### Work request:
Your task is to copy every line below that contains the word "filled".
= = = = = = =
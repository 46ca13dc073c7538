//! Communication preference summary.
//!
//! Derived from which fields of a contact are populated; never stored.

use super::payload::ContactPayload;
use super::social::SocialProfile;
use serde::{Deserialize, Serialize};
use strum::Display;

/// Channels in descending priority.
#[derive(Debug, Clone, Copy, PartialEq, Eq, PartialOrd, Ord, Serialize, Deserialize, Display)]
#[serde(rename_all = "snake_case")]
#[strum(serialize_all = "snake_case")]
pub enum CommunicationChannel {
    Email,
    Phone,
    Website,
    Social,
    None,
}

#[derive(Debug, Clone, PartialEq, Serialize, Deserialize)]
#[serde(rename_all = "camelCase")]
pub struct CommunicationPreference {
    pub preferred_channel: CommunicationChannel,
    /// Every populated channel, highest priority first.
    pub available_channels: Vec<CommunicationChannel>,
}

pub fn summarize<'a>(
    payload: &ContactPayload,
    profiles: impl IntoIterator<Item = &'a SocialProfile>,
) -> CommunicationPreference {
    let filled = |v: &Option<String>| v.as_deref().is_some_and(|s| !s.trim().is_empty());

    let mut available = Vec::new();
    if filled(&payload.email) {
        available.push(CommunicationChannel::Email);
    }
    if filled(&payload.phone) {
        available.push(CommunicationChannel::Phone);
    }
    if filled(&payload.website) {
        available.push(CommunicationChannel::Website);
    }
    if profiles.into_iter().next().is_some() {
        available.push(CommunicationChannel::Social);
    }

    CommunicationPreference {
        preferred_channel: available
            .first()
            .copied()
            .unwrap_or(CommunicationChannel::None),
        available_channels: available,
    }
}

#[cfg(test)]
mod tests {
    use super::*;
    use crate::contact::SocialPlatform;

    #[test]
    fn test_email_beats_phone() {
        let payload = ContactPayload {
            email: Some("a@b.io".into()),
            phone: Some("+15550100".into()),
            ..Default::default()
        };
        let pref = summarize(&payload, Vec::<&SocialProfile>::new());
        assert_eq!(pref.preferred_channel, CommunicationChannel::Email);
        assert_eq!(
            pref.available_channels,
            vec![CommunicationChannel::Email, CommunicationChannel::Phone]
        );
    }

    #[test]
    fn test_social_only() {
        let profile = SocialProfile {
            platform: SocialPlatform::Github,
            raw_url: "https://github.com/ada".into(),
            normalized_url: None,
            handle: None,
        };
        let pref = summarize(&ContactPayload::default(), [&profile]);
        assert_eq!(pref.preferred_channel, CommunicationChannel::Social);
    }

    #[test]
    fn test_nothing_populated() {
        let pref = summarize(&ContactPayload::default(), Vec::<&SocialProfile>::new());
        assert_eq!(pref.preferred_channel, CommunicationChannel::None);
        assert!(pref.available_channels.is_empty());
    }
}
= = = = = = =
### Exercise response:
    let filled = |v: &Option<String>| v.as_deref().is_some_and(|s| !s.trim().is_empty());
    if filled(&payload.email) {
    if filled(&payload.phone) {
    if filled(&payload.website) {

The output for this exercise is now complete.